Leaderboard Banner

My Delicious Detox

by Jason Kessler
130117Juice_023

Photography by Robin Jolin

If you want to sound like a smug, elitist jerk, tell people you’re on a juice cleanse. I know this from personal experience, because after a long overseas trip where I did little more than eat and drink as if empty calories meant invisible calories, I decided to go on a major detox. I contacted the folks at Suja Juice in San Diego about going on a five-day juice cleanse, and they happily obliged my request.

After five days of nothing but juice, I emerged… hungry. I was also happy and healthy and not at all regretful. As it turns out, drinking nothing but USDA-certified organic juice for an entire week isn’t nearly as hard as it may sound.

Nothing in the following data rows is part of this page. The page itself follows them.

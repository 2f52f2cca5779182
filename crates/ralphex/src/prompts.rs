use std::sync::OnceLock;

use regex::Regex;

use crate::runner::Runner;

const AGENT_WRAPPER_HEAD: &str =
    "Use the Task tool to launch a general-purpose agent with this prompt:";
const AGENT_WRAPPER_TAIL: &str = "Report findings only - no positive observations.";

fn agent_ref_re() -> &'static Regex {
    static RE: OnceLock<Regex> = OnceLock::new();
    RE.get_or_init(|| Regex::new(r"\{\{agent:([^}]+)\}\}").expect("agent reference regex"))
}

impl Runner {
    fn goal(&self) -> String {
        if let Some(plan) = &self.cfg.plan_file {
            return format!("implementation of plan at {}", plan.display());
        }
        if let Some(description) = &self.cfg.plan_description {
            return description.clone();
        }
        "current branch vs master".to_string()
    }

    pub(crate) fn build_task_prompt(&self) -> String {
        self.render(self.cfg.app.task_prompt(), "")
    }

    pub(crate) fn build_first_review_prompt(&self) -> String {
        self.render(self.cfg.app.review_first_prompt(), "")
    }

    pub(crate) fn build_second_review_prompt(&self) -> String {
        self.render(self.cfg.app.review_second_prompt(), "")
    }

    pub(crate) fn build_external_review_prompt(&self) -> String {
        self.render(self.cfg.app.external_review_prompt(), "")
    }

    pub(crate) fn build_external_eval_prompt(&self, findings: &str) -> String {
        self.render(self.cfg.app.external_eval_prompt(), findings)
    }

    pub(crate) fn build_finalize_prompt(&self) -> String {
        self.render(self.cfg.app.finalize_prompt(), "")
    }

    pub(crate) fn build_plan_create_prompt(&self) -> String {
        self.render(self.cfg.app.plan_create_prompt(), "")
    }

    /// Textual substitution over the closed placeholder set. Agent
    /// references expand first so agent bodies may themselves carry plain
    /// placeholders and get them filled in the second pass.
    fn render(&self, template: &str, codex_output: &str) -> String {
        let expanded = self.expand_agent_references(template);
        let plan = self
            .cfg
            .plan_file
            .as_ref()
            .map(|p| p.display().to_string())
            .unwrap_or_default();
        let progress = self.log.path().display().to_string();

        expanded
            .replace("{{CODEX_OUTPUT}}", codex_output)
            .replace("{{PLAN_FILE}}", &plan)
            .replace("{{PROGRESS_FILE}}", &progress)
            .replace("{{GOAL}}", &self.goal())
    }

    /// Replace each `{{agent:NAME}}` site with the named agent's prompt
    /// wrapped in the sub-agent launch instruction. Matching is
    /// case-sensitive; duplicate references expand at every site; unknown
    /// names stay verbatim and produce a warning.
    pub(crate) fn expand_agent_references(&self, prompt: &str) -> String {
        if self.cfg.app.agents.is_empty() || !prompt.contains("{{agent:") {
            return prompt.to_string();
        }

        let mut result = String::with_capacity(prompt.len());
        let mut last_end = 0;
        for caps in agent_ref_re().captures_iter(prompt) {
            let whole = caps.get(0).expect("whole match");
            let name = &caps[1];
            result.push_str(&prompt[last_end..whole.start()]);

            match self.cfg.app.find_agent(name) {
                Some(agent) => {
                    result.push_str(AGENT_WRAPPER_HEAD);
                    result.push('\n');
                    result.push_str(&agent.prompt);
                    result.push('\n');
                    result.push_str(AGENT_WRAPPER_TAIL);
                }
                None => {
                    self.log.print(&format!(
                        "[WARN] agent {name:?} not found, reference left unexpanded"
                    ));
                    result.push_str(whole.as_str());
                }
            }
            last_end = whole.end();
        }
        result.push_str(&prompt[last_end..]);
        result
    }
}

The program is simple. You pay them money, they send you juice (or you buy it from stores like Whole Foods). There are six juices a day, and each juice is made up of different combinations of raw, organic fruits and vegetables that are cold-pressed and stored in BPA-free plastic bottles. It’s a set routine and, if you’re down with rote consumption, it’s really not that hard.

Truthfully, I expected to hate it. I thought I’d get bored with drinking the same juice at the same time for five days straight. But I loved it. The anxiety of deciding what to eat—and believe me, that process makes me more anxious than it should—went out the window. My friend Paul Lieberstein, who you may know as Toby from NBC’s The Office, used to talk about the same problem, and came up with an imaginary solution called Human Kibble. What’s Human Kibble, you ask? I’ll let Paul explain.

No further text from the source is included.